BEGIN Data records

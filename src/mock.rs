//! An in-memory display server for exercising the window manager without X.
use std::{
    cell::{Cell, RefCell},
    collections::{HashMap, VecDeque},
};

use xcb::Window;

use crate::{
    bindings::ModMask,
    geometry::Rectangle,
    keysym::Keysym,
    spawn::Spawner,
    xconnection::{
        ConfigureRequest, TextProperty, WindowAttributes, WmHints, WmProtocol, WmState, XConn,
        XError, XEvent, XcbKey,
    },
};

pub const ROOT: Window = 1;
pub const NUMLOCK: ModMask = xcb::MOD_MASK_2 as ModMask;

/// Requests worth asserting on.
#[derive(Debug, Clone, PartialEq)]
pub enum Call {
    Configure(Window, Rectangle, i32),
    ConfigureUnmanaged(ConfigureRequest),
    SyntheticNotify(Window, Rectangle, i32),
    Move(Window, i32, i32),
    Raise(Window),
    Lower(Window),
    Map(Window),
    Protocol(Window, WmProtocol),
    Kill(Window),
}

#[derive(Debug, Clone, Default)]
pub struct MockWindow {
    pub class: Option<(String, String)>,
    pub title: Option<String>,
    pub geom: Rectangle,
    pub bw: i32,
    pub override_redirect: bool,
    pub viewable: bool,
    pub normal_hints: Vec<u32>,
    pub hints: Option<WmHints>,
    pub transient_for: Option<Window>,
    pub dialog: bool,
    pub fullscreen: bool,
    pub protocols: Vec<WmProtocol>,
    pub wm_state: Option<WmState>,
    pub border_color: Option<u32>,
    pub watched: bool,
    pub command: Option<String>,
    pub state: Option<String>,
}

pub struct MockXConn {
    screen: Cell<(i32, i32)>,
    monitors: RefCell<Vec<Rectangle>>,
    windows: RefCell<HashMap<Window, MockWindow>>,
    events: RefCell<VecDeque<XEvent>>,
    calls: RefCell<Vec<Call>>,
    focused: Cell<Option<Window>>,
    grabs: RefCell<Vec<(u16, u8)>>,
    keymap: RefCell<Vec<Keysym>>,
    client_list: RefCell<Vec<Window>>,
    pointer: Cell<Option<(i32, i32)>>,
    other_wm: Cell<bool>,
}

impl MockXConn {
    pub fn new(monitors: Vec<Rectangle>) -> MockXConn {
        let w = monitors.iter().map(|r| r.x + r.w).max().unwrap_or(0);
        let h = monitors.iter().map(|r| r.y + r.h).max().unwrap_or(0);
        MockXConn {
            screen: Cell::new((w, h)),
            monitors: RefCell::new(monitors),
            windows: RefCell::new(HashMap::new()),
            events: RefCell::new(VecDeque::new()),
            calls: RefCell::new(Vec::new()),
            focused: Cell::new(None),
            grabs: RefCell::new(Vec::new()),
            keymap: RefCell::new(Vec::new()),
            client_list: RefCell::new(Vec::new()),
            pointer: Cell::new(None),
            other_wm: Cell::new(false),
        }
    }

    pub fn single() -> MockXConn {
        MockXConn::new(vec![Rectangle::new(0, 0, 1920, 1080)])
    }

    pub fn dual() -> MockXConn {
        MockXConn::new(vec![Rectangle::new(0, 0, 1920, 1080), Rectangle::new(1920, 0, 1280, 1024)])
    }

    /// Register a window the way a client would before mapping it.
    pub fn add_window(&self, win: Window, class: &str, instance: &str) {
        let w = MockWindow {
            class: Some((class.to_string(), instance.to_string())),
            title: Some(format!("{} window", instance)),
            geom: Rectangle::new(10, 10, 640, 480),
            protocols: vec![WmProtocol::DeleteWindow],
            ..MockWindow::default()
        };
        self.windows.borrow_mut().insert(win, w);
    }

    pub fn update<F: FnOnce(&mut MockWindow)>(&self, win: Window, f: F) {
        if let Some(w) = self.windows.borrow_mut().get_mut(&win) {
            f(w);
        }
    }

    pub fn window(&self, win: Window) -> MockWindow {
        self.windows.borrow().get(&win).cloned().unwrap_or_default()
    }

    pub fn geometry(&self, win: Window) -> Rectangle {
        self.window(win).geom
    }

    pub fn set_screen(&self, monitors: Vec<Rectangle>, size: (i32, i32)) {
        *self.monitors.borrow_mut() = monitors;
        self.screen.set(size);
    }

    pub fn set_pointer(&self, x: i32, y: i32) {
        self.pointer.set(Some((x, y)));
    }

    pub fn claim_by_other_wm(&self) {
        self.other_wm.set(true);
    }

    pub fn push_event(&self, event: XEvent) {
        self.events.borrow_mut().push_back(event);
    }

    pub fn calls(&self) -> Vec<Call> {
        self.calls.borrow().clone()
    }

    pub fn clear_calls(&self) {
        self.calls.borrow_mut().clear();
    }

    pub fn focused(&self) -> Option<Window> {
        self.focused.get()
    }

    pub fn grabs(&self) -> Vec<(u16, u8)> {
        self.grabs.borrow().clone()
    }

    pub fn client_list(&self) -> Vec<Window> {
        self.client_list.borrow().clone()
    }

    /// A key press for `sym` with raw modifier state `mods`.
    pub fn key_press(&self, mods: ModMask, sym: Keysym) -> XEvent {
        let code = self.keycodes_for(sym).first().copied().unwrap_or(0);
        XEvent::KeyPress {
            key: XcbKey { mod_mask: mods, code },
        }
    }

    fn record(&self, call: Call) {
        self.calls.borrow_mut().push(call);
    }
}

impl XConn for MockXConn {
    fn root(&self) -> Window {
        ROOT
    }

    fn screen_size(&self) -> (i32, i32) {
        self.screen.get()
    }

    fn monitor_geometries(&self) -> Vec<Rectangle> {
        self.monitors.borrow().clone()
    }

    fn become_wm(&self) -> Result<(), XError> {
        if self.other_wm.get() {
            Err(XError::OtherWmRunning)
        } else {
            Ok(())
        }
    }

    fn cleanup(&self) {
        self.grabs.borrow_mut().clear();
        self.focused.set(None);
    }

    fn flush(&self) {}

    fn wait_for_event(&self) -> Result<XEvent, XError> {
        self.events.borrow_mut().pop_front().ok_or(XError::ConnectionClosed)
    }

    fn drop_enter_events(&self) {
        self.events
            .borrow_mut()
            .retain(|e| !matches!(e, XEvent::EnterNotify { .. }));
    }

    fn query_tree(&self) -> Vec<Window> {
        let mut wins: Vec<Window> = self.windows.borrow().keys().copied().collect();
        wins.sort_unstable();
        wins
    }

    fn pointer_position(&self) -> Option<(i32, i32)> {
        self.pointer.get()
    }

    fn window_attributes(&self, win: Window) -> Option<WindowAttributes> {
        self.windows.borrow().get(&win).map(|w| WindowAttributes {
            override_redirect: w.override_redirect,
            viewable: w.viewable,
        })
    }

    fn window_geometry(&self, win: Window) -> Option<(Rectangle, i32)> {
        self.windows.borrow().get(&win).map(|w| (w.geom, w.bw))
    }

    fn window_class(&self, win: Window) -> Option<(String, String)> {
        self.windows.borrow().get(&win).and_then(|w| w.class.clone())
    }

    fn window_title(&self, win: Window) -> Option<String> {
        self.windows.borrow().get(&win).and_then(|w| w.title.clone())
    }

    fn normal_hints(&self, win: Window) -> Vec<u32> {
        self.window(win).normal_hints
    }

    fn wm_hints(&self, win: Window) -> Option<WmHints> {
        self.window(win).hints
    }

    fn set_urgency_hint(&self, win: Window, urgent: bool) {
        self.update(win, |w| {
            let mut hints = w.hints.unwrap_or_default();
            hints.urgent = urgent;
            w.hints = Some(hints);
        });
    }

    fn transient_for(&self, win: Window) -> Option<Window> {
        self.window(win).transient_for
    }

    fn is_dialog(&self, win: Window) -> bool {
        self.window(win).dialog
    }

    fn requests_fullscreen(&self, win: Window) -> bool {
        self.window(win).fullscreen
    }

    fn wm_state(&self, win: Window) -> Option<WmState> {
        self.window(win).wm_state
    }

    fn select_client_events(&self, win: Window) {
        self.update(win, |w| w.watched = true);
    }

    fn configure(&self, win: Window, geom: Rectangle, bw: i32) {
        self.update(win, |w| {
            w.geom = geom;
            w.bw = bw;
        });
        self.record(Call::Configure(win, geom, bw));
    }

    fn configure_unmanaged(&self, req: &ConfigureRequest) {
        self.update(req.id, |w| {
            for (field, value) in req.values() {
                match field {
                    crate::xconnection::CONFIG_WINDOW_X => w.geom.x = value as i32,
                    crate::xconnection::CONFIG_WINDOW_Y => w.geom.y = value as i32,
                    crate::xconnection::CONFIG_WINDOW_WIDTH => w.geom.w = value as i32,
                    crate::xconnection::CONFIG_WINDOW_HEIGHT => w.geom.h = value as i32,
                    crate::xconnection::CONFIG_WINDOW_BORDER_WIDTH => w.bw = value as i32,
                    _ => {}
                }
            }
        });
        self.record(Call::ConfigureUnmanaged(*req));
    }

    fn set_border_width(&self, win: Window, bw: i32) {
        self.update(win, |w| w.bw = bw);
    }

    fn move_window(&self, win: Window, x: i32, y: i32) {
        self.update(win, |w| {
            w.geom.x = x;
            w.geom.y = y;
        });
        self.record(Call::Move(win, x, y));
    }

    fn send_configure_notify(&self, win: Window, geom: Rectangle, bw: i32) {
        self.record(Call::SyntheticNotify(win, geom, bw));
    }

    fn raise(&self, win: Window) {
        self.record(Call::Raise(win));
    }

    fn lower(&self, win: Window) {
        self.record(Call::Lower(win));
    }

    fn map(&self, win: Window) {
        self.update(win, |w| w.viewable = true);
        self.record(Call::Map(win));
    }

    fn set_border_color(&self, win: Window, color: u32) {
        self.update(win, |w| w.border_color = Some(color));
    }

    fn set_wm_state(&self, win: Window, state: WmState) {
        self.update(win, |w| w.wm_state = Some(state));
    }

    fn set_fullscreen_state(&self, win: Window, fullscreen: bool) {
        self.update(win, |w| w.fullscreen = fullscreen);
    }

    fn set_client_list(&self, wins: &[Window]) {
        *self.client_list.borrow_mut() = wins.to_vec();
    }

    fn focus(&self, win: Window) {
        self.focused.set(Some(win));
    }

    fn focus_root(&self) {
        self.focused.set(None);
    }

    fn send_protocol(&self, win: Window, protocol: WmProtocol) -> bool {
        if self.window(win).protocols.contains(&protocol) {
            self.record(Call::Protocol(win, protocol));
            true
        } else {
            false
        }
    }

    fn kill(&self, win: Window) {
        self.record(Call::Kill(win));
    }

    fn grab_keys(&self, grabs: &[(u16, u8)]) {
        *self.grabs.borrow_mut() = grabs.to_vec();
    }

    fn keysym_for(&self, code: u8) -> Keysym {
        let index = usize::from(code).wrapping_sub(8);
        self.keymap.borrow().get(index).copied().unwrap_or(0)
    }

    // Keycodes are handed out on first use, starting at 8 like a real server.
    fn keycodes_for(&self, sym: Keysym) -> Vec<u8> {
        let mut keymap = self.keymap.borrow_mut();
        let index = match keymap.iter().position(|&s| s == sym) {
            Some(i) => i,
            None => {
                keymap.push(sym);
                keymap.len() - 1
            }
        };
        vec![(index + 8) as u8]
    }

    fn numlock_mask(&self) -> u16 {
        NUMLOCK
    }

    fn watch_properties(&self, win: Window) {
        self.update(win, |w| w.watched = true);
    }

    fn text_property(&self, win: Window, prop: TextProperty) -> Option<String> {
        let w = self.window(win);
        match prop {
            TextProperty::IpcCommand => w.command,
            TextProperty::IpcState => w.state,
        }
    }

    fn set_text_property(&self, win: Window, prop: TextProperty, value: &str) {
        self.update(win, |w| match prop {
            TextProperty::IpcCommand => w.command = Some(value.to_string()),
            TextProperty::IpcState => w.state = Some(value.to_string()),
        });
    }
}

/// Keeps every command instead of running it.
#[derive(Default)]
pub struct RecordingSpawner {
    commands: RefCell<Vec<String>>,
}

impl RecordingSpawner {
    pub fn commands(&self) -> Vec<String> {
        self.commands.borrow().clone()
    }

    pub fn clear(&self) {
        self.commands.borrow_mut().clear();
    }
}

impl Spawner for RecordingSpawner {
    fn spawn(&self, cmd: &str) {
        self.commands.borrow_mut().push(cmd.to_string());
    }
}
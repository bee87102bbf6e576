//! Modal keybinding engine.
//!
//! Bindings are (modifiers, keysym, mode) triples bound to an external
//! command or an [`Action`]. Only bindings of the active mode are grabbed and
//! dispatched; Escape always takes a non-normal mode back to normal and the
//! reset key (`M-Escape` unless configured otherwise) is grabbed in every
//! mode. A static legacy table is consulted in normal mode when no dynamic
//! binding matched.
use std::{collections::HashSet, collections::TryReserveError, fmt, str::FromStr};

use thiserror::Error;

use crate::{
    action::{Action, Bound},
    keysym::{keysym_from_name, keysym_name, Keysym, XK_ESCAPE},
};

pub type ModMask = u16;

pub const MOD_SHIFT: ModMask = xcb::MOD_MASK_SHIFT as ModMask;
pub const MOD_LOCK: ModMask = xcb::MOD_MASK_LOCK as ModMask;
pub const MOD_CONTROL: ModMask = xcb::MOD_MASK_CONTROL as ModMask;
pub const MOD_1: ModMask = xcb::MOD_MASK_1 as ModMask;
pub const MOD_4: ModMask = xcb::MOD_MASK_4 as ModMask;
const MOD_ALL: ModMask = (xcb::MOD_MASK_SHIFT
    | xcb::MOD_MASK_CONTROL
    | xcb::MOD_MASK_1
    | xcb::MOD_MASK_2
    | xcb::MOD_MASK_3
    | xcb::MOD_MASK_4
    | xcb::MOD_MASK_5) as ModMask;

#[derive(Error, Debug)]
pub enum BindError {
    #[error("invalid key binding '{0}'")]
    InvalidKeySpec(String),
    #[error("invalid key binding prefix '{0}'")]
    UnknownModifier(String),
    #[error("unknown key name '{0}'")]
    UnknownKey(String),
    #[error("unknown key mode '{0}'")]
    UnknownMode(String),
    #[error("unknown action '{0}'")]
    UnknownAction(String),
    #[error("exec needs a command to run")]
    EmptyCommand,
    #[error("unable to grow the binding table")]
    Alloc(#[from] TryReserveError),
}

/// The key mode decides which dynamic bindings are live.
#[derive(Debug, Clone, Copy, PartialEq, Eq, Hash)]
pub enum KeyMode {
    Normal,
    Command,
    Window,
    Tag,
}

impl KeyMode {
    pub const ALL: [KeyMode; 4] = [KeyMode::Normal, KeyMode::Command, KeyMode::Window, KeyMode::Tag];

    pub fn name(&self) -> &'static str {
        match self {
            KeyMode::Normal => "normal",
            KeyMode::Command => "command",
            KeyMode::Window => "window",
            KeyMode::Tag => "tag",
        }
    }
}

impl fmt::Display for KeyMode {
    fn fmt(&self, f: &mut fmt::Formatter<'_>) -> fmt::Result {
        let name = self.name();
        f.write_str(&name[..1].to_ascii_uppercase())?;
        f.write_str(&name[1..])
    }
}

impl FromStr for KeyMode {
    type Err = BindError;

    fn from_str(s: &str) -> Result<KeyMode, BindError> {
        KeyMode::ALL
            .iter()
            .copied()
            .find(|m| m.name().eq_ignore_ascii_case(s))
            .ok_or_else(|| BindError::UnknownMode(s.to_string()))
    }
}

/// A runtime registered binding.
#[derive(Debug, Clone, PartialEq, Eq)]
pub struct KeyBinding {
    pub modifiers: ModMask,
    pub keysym: Keysym,
    pub mode: KeyMode,
    pub bound: Bound,
}

impl KeyBinding {
    pub fn new(modifiers: ModMask, keysym: Keysym, mode: KeyMode, bound: Bound) -> KeyBinding {
        KeyBinding {
            modifiers,
            keysym,
            mode,
            bound,
        }
    }

    /// Build a binding from a key spec such as `M-S-Return`.
    pub fn parse(spec: &str, mode: KeyMode, bound: Bound) -> Result<KeyBinding, BindError> {
        let (modifiers, keysym) = parse_key_binding(spec)?;
        Ok(KeyBinding::new(modifiers, keysym, mode, bound))
    }
}

/// An entry of the static key table, live in normal mode only.
#[derive(Debug, Clone, Copy, PartialEq, Eq)]
pub struct Key {
    pub modifiers: ModMask,
    pub keysym: Keysym,
    pub action: Action,
}

impl Key {
    pub fn new(modifiers: ModMask, keysym: Keysym, action: Action) -> Key {
        Key {
            modifiers,
            keysym,
            action,
        }
    }
}

/// Outcome of looking a key press up.
#[derive(Debug, Clone, PartialEq, Eq)]
pub enum Dispatch {
    /// Escape in a non-normal mode: go back to normal and do nothing else.
    ResetMode,
    Run(Bound),
    Unbound,
}

/**
 * Convert user friendly key bindings into a modifier mask and keysym.
 *
 * Bindings are of the form '<MOD>-<key name>' with multiple modifiers being
 * allowed. Allowed modifiers are:
 *   M - Super
 *   A - Alt
 *   C - Ctrl
 *   S - Shift
 */
pub fn parse_key_binding(spec: &str) -> Result<(ModMask, Keysym), BindError> {
    let mut parts: Vec<&str> = spec.trim().split('-').collect();
    let key = parts.pop().filter(|k| !k.is_empty());
    let key = key.ok_or_else(|| BindError::InvalidKeySpec(spec.to_string()))?;
    let keysym = keysym_from_name(key).ok_or_else(|| BindError::UnknownKey(key.to_string()))?;
    let mask = parts.iter().try_fold(0, |acc, &m| {
        let bit = match m {
            "A" => MOD_1,
            "M" => MOD_4,
            "S" => MOD_SHIFT,
            "C" => MOD_CONTROL,
            _ => return Err(BindError::UnknownModifier(m.to_string())),
        };
        Ok(acc | bit)
    })?;
    Ok((mask, keysym))
}

/// Inverse of [`parse_key_binding`].
pub fn format_key_binding(modifiers: ModMask, keysym: Keysym) -> String {
    let mut spec = String::new();
    for &(bit, name) in &[(MOD_4, "M-"), (MOD_1, "A-"), (MOD_CONTROL, "C-"), (MOD_SHIFT, "S-")] {
        if modifiers & bit != 0 {
            spec.push_str(name);
        }
    }
    spec.push_str(&keysym_name(keysym));
    spec
}

#[derive(Debug, Clone)]
pub struct Bindings {
    bindings: Vec<KeyBinding>,
    legacy: Vec<Key>,
    mode: KeyMode,
    numlock: ModMask,
    reset: (ModMask, Keysym),
}

impl Bindings {
    pub fn new(legacy: Vec<Key>) -> Bindings {
        Bindings {
            bindings: Vec::new(),
            legacy,
            mode: KeyMode::Normal,
            numlock: 0,
            reset: (MOD_4, XK_ESCAPE),
        }
    }

    pub fn mode(&self) -> KeyMode {
        self.mode
    }

    /// Switch modes, returning false when `mode` was already active.
    pub fn set_mode(&mut self, mode: KeyMode) -> bool {
        if self.mode == mode {
            return false;
        }
        debug!("key mode {} -> {}", self.mode, mode);
        self.mode = mode;
        true
    }

    pub fn reset_key(&self) -> (ModMask, Keysym) {
        self.reset
    }

    pub fn set_reset_key(&mut self, modifiers: ModMask, keysym: Keysym) {
        self.reset = (modifiers, keysym);
    }

    pub fn numlock_mask(&self) -> ModMask {
        self.numlock
    }

    pub fn set_numlock_mask(&mut self, mask: ModMask) {
        self.numlock = mask;
    }

    /// Strip lock modifiers and anything that is not a real modifier key.
    pub fn clean_mask(&self, mask: ModMask) -> ModMask {
        mask & !(self.numlock | MOD_LOCK) & MOD_ALL
    }

    pub fn bindings(&self) -> &[KeyBinding] {
        &self.bindings
    }

    pub fn legacy(&self) -> &[Key] {
        &self.legacy
    }

    /// Append a binding. Earlier registrations for the same key and mode
    /// keep precedence at dispatch.
    pub fn register(&mut self, binding: KeyBinding) -> Result<(), BindError> {
        self.bindings.try_reserve(1)?;
        debug!(
            "binding {} in {} mode to {}",
            format_key_binding(binding.modifiers, binding.keysym),
            binding.mode,
            binding.bound
        );
        self.bindings.push(binding);
        Ok(())
    }

    /// Remove every binding for the key in `mode`, returning how many went.
    pub fn unregister(&mut self, modifiers: ModMask, keysym: Keysym, mode: KeyMode) -> usize {
        let before = self.bindings.len();
        self.bindings
            .retain(|b| !(b.modifiers == modifiers && b.keysym == keysym && b.mode == mode));
        before - self.bindings.len()
    }

    /// Look up a key press with raw modifier `state` in the active mode.
    pub fn dispatch(&self, state: ModMask, keysym: Keysym) -> Dispatch {
        if keysym == XK_ESCAPE && self.mode != KeyMode::Normal {
            return Dispatch::ResetMode;
        }
        let mask = self.clean_mask(state);
        let dynamic = self.bindings.iter().find(|b| {
            b.mode == self.mode && b.keysym == keysym && self.clean_mask(b.modifiers) == mask
        });
        if let Some(b) = dynamic {
            return Dispatch::Run(b.bound.clone());
        }
        if self.mode == KeyMode::Normal {
            let legacy = self
                .legacy
                .iter()
                .find(|k| k.keysym == keysym && self.clean_mask(k.modifiers) == mask);
            if let Some(k) = legacy {
                return Dispatch::Run(Bound::action(k.action));
            }
        }
        Dispatch::Unbound
    }

    /// The (modifiers, keysym) pairs that must be grabbed in the active mode:
    /// its own bindings, the legacy table in normal mode and the reset key.
    pub fn live_keys(&self) -> Vec<(ModMask, Keysym)> {
        let mut keys: Vec<(ModMask, Keysym)> = self
            .bindings
            .iter()
            .filter(|b| b.mode == self.mode)
            .map(|b| (b.modifiers, b.keysym))
            .collect();
        if self.mode == KeyMode::Normal {
            keys.extend(self.legacy.iter().map(|k| (k.modifiers, k.keysym)));
        }
        keys.push(self.reset);
        keys
    }

    /**
     * Every (modifiers, keycode) grab needed for the active mode.
     *
     * Each live key is grabbed under all four numlock/capslock combinations.
     * Duplicated bindings and keysyms sharing a keycode yield a single grab.
     */
    pub fn grab_set<F>(&self, keycodes: F) -> Vec<(ModMask, u8)>
    where
        F: Fn(Keysym) -> Vec<u8>,
    {
        let locks = [0, MOD_LOCK, self.numlock, self.numlock | MOD_LOCK];
        let mut seen = HashSet::new();
        let mut grabs = Vec::new();
        for (mods, sym) in self.live_keys() {
            for code in keycodes(sym) {
                for &lock in &locks {
                    let grab = (mods | lock, code);
                    if seen.insert(grab) {
                        grabs.push(grab);
                    }
                }
            }
        }
        grabs
    }

    /// One line per binding: `<mode> <key spec> <bound>`.
    pub fn describe(&self) -> String {
        self.bindings
            .iter()
            .map(|b| {
                format!(
                    "{} {} {}\n",
                    b.mode.name(),
                    format_key_binding(b.modifiers, b.keysym),
                    b.bound
                )
            })
            .collect()
    }
}
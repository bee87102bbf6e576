//! Tag masks. A tag is one bit of a client's 32-bit membership mask; only
//! the low `NUM_TAGS` bits are ever set.

/// Number of tags (workspaces).
pub const NUM_TAGS: u32 = 9;

/// Every valid tag bit.
pub const TAGMASK: u32 = (1 << NUM_TAGS) - 1;

/// Mask for the 1-based tag number `n` (`tag(1) == 0b1`). Out of range
/// numbers give an empty mask.
pub fn tag(n: u32) -> u32 {
    if n == 0 || n > NUM_TAGS {
        0
    } else {
        1 << (n - 1)
    }
}

/// The lowest 1-based tag number set in `mask`, if any.
pub fn first_tag(mask: u32) -> Option<u32> {
    let mask = mask & TAGMASK;
    if mask == 0 {
        None
    } else {
        Some(mask.trailing_zeros() + 1)
    }
}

END Data records

What needs to be done
Please copy every line from the entries that includes the word "PartialEq".

Expected answer
#[derive(Debug, Clone, PartialEq)]
#[derive(Debug, Clone, Copy, PartialEq, Eq, Hash)]
#[derive(Debug, Clone, PartialEq, Eq)]
#[derive(Debug, Clone, Copy, PartialEq, Eq)]
#[derive(Debug, Clone, PartialEq, Eq)]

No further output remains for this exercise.